Crystallographic Information File (CIF) https://doi.org/10.1107/S0108270110009121/dn3139sup1.cif
Contains datablocks 1, global

hkl

Structure factor file (CIF format) https://doi.org/10.1107/S0108270110009121/dn31391sup2.hkl
Contains datablock 1

CCDC reference: 774917

Comment top

Boronic acids form dimeric synthons of the composition PhB(OH)2···(HO)2BPh, which are structurally related to the well known carboxylic acid and carboxamide homodimeric motifs (Rodríguez-Cuamatzi, Vargas-Díaz & Höpfl, 2004; Rodríguez-Cuamatzi, Vargas-Díaz, Maris et al., 2004). Since the –B(OH)2 function can also be integrated into neutral and charged heterodimeric motifs, boronic acids have become interesting building blocks for crystal engineering (Filthaus et al., 2008; Fournier et al., 2003; Kara et al., 2006; Maly et al., 2006; Rodríguez-Cuamatzi et al., 2005; Rogowska et al., 2006; SeethaLekshmi et al., 2006, 2007; Shimpi et al., 2007). In contrast to carboxylic acids, pyridine adducts of boronic acids show a larger structural variety of hydrogen-bonding motifs, which have been studied systematically during the last few years by different research groups (Aakeröy et al., 2004, 2005; Braga et al., 2003). It has been shown that the co-crystallization of boric and boronic acids with 4,4'-bpy gives one-dimensional or two-dimensional hydrogen-bonded supramolecular structures, in which frequently water molecules are incorporated to allow for an optimization of ππ interactions between the 4,4'-bpy molecules (Pedireddi et al., 2004; Rodríguez-Cuamatzi et al., 2009). When combining benzene-1,4-diboronic acid (1,4-bdba) with 4,4'-bipyridine (4,4'-bpy) in benzene, co-crystals of the composition [(1,4-bdba)(4,4'-bpy)2] have been obtained (Rodríguez-Cuamatzi et al., 2009), in which the –B(OH)2 groups are hydrogen-bonded to two pyridyl fragments of the 4,4'-bpy molecules to give one-dimensional chains containing hydrogen-bonded cyclophane-type macrocycles (motif I in the scheme).

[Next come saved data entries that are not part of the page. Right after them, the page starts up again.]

//! Match Documents
//!
//! The raw JSON object a match host submits, with schema-aware field access.
//! Lookups distinguish a field that is missing from one that is explicitly
//! `null`, and typed accessors report a wrong type as its own error instead
//! of coercing.

use serde::{Deserialize, Serialize};
use serde_json::{Map, Value};
use thiserror::Error;

/// The submitted text is not a JSON object at all.
#[derive(Debug, Clone, PartialEq, Eq, Error)]
#[error("malformed match document: {reason}")]
pub struct MalformedInputError {
    /// What went wrong.
    pub reason: String,
}

impl MalformedInputError {
    /// Create an error with the given reason.
    pub fn new(reason: impl Into<String>) -> Self {
        Self { reason: reason.into() }
    }
}

/// Schema violations for a single field or element.
#[derive(Debug, Clone, PartialEq, Eq, Error)]
pub enum SchemaError {
    /// A required field is absent.
    #[error("could not find required field {field}")]
    Missing {
        /// Field name.
        field: String,
    },
    /// A field or element is present but `null`.
    #[error("found null value in {field}")]
    Null {
        /// Field name or element path.
        field: String,
    },
    /// A field or element has the wrong JSON type.
    #[error("expected {expected} in {field}, found {found}")]
    WrongType {
        /// Field name or element path.
        field: String,
        /// Schema type.
        expected: &'static str,
        /// Observed JSON type.
        found: &'static str,
    },
}

/// Result of looking a field up by name.
#[derive(Debug, Clone, Copy, PartialEq)]
pub enum Field<'a> {
    /// No such key.
    Missing,
    /// Key present with a `null` value.
    Null,
    /// Key present with a non-null value.
    Present(&'a Value),
}

impl<'a> Field<'a> {
    /// The value of a field that must exist and be non-null.
    pub fn require(self, name: &str) -> Result<&'a Value, SchemaError> {
        match self {
            Field::Present(value) => Ok(value),
            Field::Missing => Err(SchemaError::Missing { field: name.to_string() }),
            Field::Null => Err(SchemaError::Null { field: name.to_string() }),
        }
    }

    /// The value of a field that may be absent but must not be null.
    pub fn optional(self, name: &str) -> Result<Option<&'a Value>, SchemaError> {
        match self {
            Field::Present(value) => Ok(Some(value)),
            Field::Missing => Ok(None),
            Field::Null => Err(SchemaError::Null { field: name.to_string() }),
        }
    }

    /// Is the key present (even if null)?
    pub fn is_present(&self) -> bool {
        !matches!(self, Field::Missing)
    }
}

/// Name of a value's JSON type, for diagnostics.
pub fn json_type_name(value: &Value) -> &'static str {
    match value {
        Value::Null => "null",
        Value::Bool(_) => "boolean",
        Value::Number(n) if n.is_i64() || n.is_u64() => "integer",
        Value::Number(_) => "number",
        Value::String(_) => "string",
        Value::Array(_) => "array",
        Value::Object(_) => "object",
    }
}

fn wrong_type(path: &str, expected: &'static str, value: &Value) -> SchemaError {
    if value.is_null() {
        return SchemaError::Null { field: path.to_string() };
    }
    SchemaError::WrongType {
        field: path.to_string(),
        expected,
        found: json_type_name(value),
    }
}

/// Decode a string value.
pub fn expect_str<'a>(value: &'a Value, path: &str) -> Result<&'a str, SchemaError> {
    value.as_str().ok_or_else(|| wrong_type(path, "string", value))
}

/// Decode an integer value.
pub fn expect_i64(value: &Value, path: &str) -> Result<i64, SchemaError> {
    value.as_i64().ok_or_else(|| wrong_type(path, "integer", value))
}

/// Decode a boolean value.
pub fn expect_bool(value: &Value, path: &str) -> Result<bool, SchemaError> {
    value.as_bool().ok_or_else(|| wrong_type(path, "boolean", value))
}

/// Decode a numeric value.
pub fn expect_number(value: &Value, path: &str) -> Result<f64, SchemaError> {
    value.as_f64().ok_or_else(|| wrong_type(path, "number", value))
}

/// Decode an array value.
pub fn expect_array<'a>(value: &'a Value, path: &str) -> Result<&'a [Value], SchemaError> {
    value
        .as_array()
        .map(|items| items.as_slice())
        .ok_or_else(|| wrong_type(path, "array", value))
}

/// Decode an array whose elements all decode with `element`.
pub fn expect_array_of<'a, T>(
    value: &'a Value,
    path: &str,
    element: impl Fn(&'a Value, &str) -> Result<T, SchemaError>,
) -> Result<Vec<T>, SchemaError> {
    expect_array(value, path)?
        .iter()
        .enumerate()
        .map(|(i, item)| element(item, &format!("{}[{}]", path, i)))
        .collect()
}

/// A match document: the JSON object submitted by a match host.
#[derive(Debug, Clone, PartialEq, Serialize, Deserialize)]
#[serde(transparent)]
pub struct MatchDocument {
    fields: Map<String, Value>,
}

impl MatchDocument {
    /// Parse submitted text. Anything other than a JSON object is malformed.
    pub fn parse(text: &str) -> Result<Self, MalformedInputError> {
        let value: Value = serde_json::from_str(text)
            .map_err(|e| MalformedInputError::new(e.to_string()))?;
        Self::from_value(value)
    }

    /// Wrap an already-parsed JSON value.
    pub fn from_value(value: Value) -> Result<Self, MalformedInputError> {
        match value {
            Value::Object(fields) => Ok(Self { fields }),
            other => Err(MalformedInputError::new(format!(
                "expected a JSON object, found {}",
                json_type_name(&other)
            ))),
        }
    }

    /// Look up a field.
    pub fn field(&self, name: &str) -> Field<'_> {
        match self.fields.get(name) {
            None => Field::Missing,
            Some(Value::Null) => Field::Null,
            Some(value) => Field::Present(value),
        }
    }

    /// Raw value of a field, `null` included.
    pub fn get(&self, name: &str) -> Option<&Value> {
        self.fields.get(name)
    }

    /// Is the key present (even if null)?
    pub fn contains(&self, name: &str) -> bool {
        self.fields.contains_key(name)
    }

    /// All keys.
    pub fn keys(&self) -> impl Iterator<Item = &str> {
        self.fields.keys().map(|k| k.as_str())
    }

    /// The underlying JSON object.
    pub fn as_map(&self) -> &Map<String, Value> {
        &self.fields
    }

    /// Copy of the document as a JSON value.
    pub fn to_value(&self) -> Value {
        Value::Object(self.fields.clone())
    }

    /// Compact JSON text of the document.
    pub fn to_json_string(&self) -> String {
        Value::Object(self.fields.clone()).to_string()
    }

    /// Set a field, returning the previous value.
    pub fn insert(&mut self, name: impl Into<String>, value: Value) -> Option<Value> {
        self.fields.insert(name.into(), value)
    }

    /// Remove a field, returning its value.
    pub fn remove(&mut self, name: &str) -> Option<Value> {
        self.fields.remove(name)
    }

    /// Required string field.
    pub fn required_str(&self, name: &str) -> Result<&str, SchemaError> {
        expect_str(self.field(name).require(name)?, name)
    }

    /// Required integer field.
    pub fn required_i64(&self, name: &str) -> Result<i64, SchemaError> {
        expect_i64(self.field(name).require(name)?, name)
    }

    /// Required array field.
    pub fn required_array(&self, name: &str) -> Result<&[Value], SchemaError> {
        expect_array(self.field(name).require(name)?, name)
    }

    /// Optional string field.
    pub fn optional_str(&self, name: &str) -> Result<Option<&str>, SchemaError> {
        self.field(name)
            .optional(name)?
            .map(|v| expect_str(v, name))
            .transpose()
    }

    /// Optional integer field.
    pub fn optional_i64(&self, name: &str) -> Result<Option<i64>, SchemaError> {
        self.field(name)
            .optional(name)?
            .map(|v| expect_i64(v, name))
            .transpose()
    }

    /// Optional boolean field.
    pub fn optional_bool(&self, name: &str) -> Result<Option<bool>, SchemaError> {
        self.field(name)
            .optional(name)?
            .map(|v| expect_bool(v, name))
            .transpose()
    }

    /// Optional numeric field.
    pub fn optional_number(&self, name: &str) -> Result<Option<f64>, SchemaError> {
        self.field(name)
            .optional(name)?
            .map(|v| expect_number(v, name))
            .transpose()
    }

    /// Optional array field.
    pub fn optional_array(&self, name: &str) -> Result<Option<&[Value]>, SchemaError> {
        self.field(name)
            .optional(name)?
            .map(|v| expect_array(v, name))
            .transpose()
    }
}

impl From<MatchDocument> for Value {
    fn from(doc: MatchDocument) -> Self {
        Value::Object(doc.fields)
    }
}

impl TryFrom<Value> for MatchDocument {
    type Error = MalformedInputError;

    fn try_from(value: Value) -> Result<Self, Self::Error> {
        Self::from_value(value)
    }
}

We report herein on the single-crystal X-ray diffraction analysis of the corresponding dihydrate, (1). Co-crystals of the composition [(1,4-bdba)(4,4'-bpy)2(H2O)2], (1), were obtained by a self-assembly reaction of 1,4-bdba and 4,4'-bpy in a 1:2 stoichiometric ratio in methanol containing small quantities of water. The unit cell of the title compound contains four 4,4'-bpy and four water molecules, of which two are independent in each case. Further, there are two independent 1,4-bdba molecules, which are both located at crystallographic inversion centers. In the crystal structure, each –B(OH)2 group is involved in one (B)O—H···Npyr and one (B)O—H···Ow hydrogen-bonding interaction, thus showing an asymmetric hydrogen-bonding behaviour. Similarly, each 4,4'-bpy molecule participates in two different types of O—H···N interactions, of which the first is formed with a BOH group and the second with a water molecule, which is further connected to a –B(OH)2 moiety.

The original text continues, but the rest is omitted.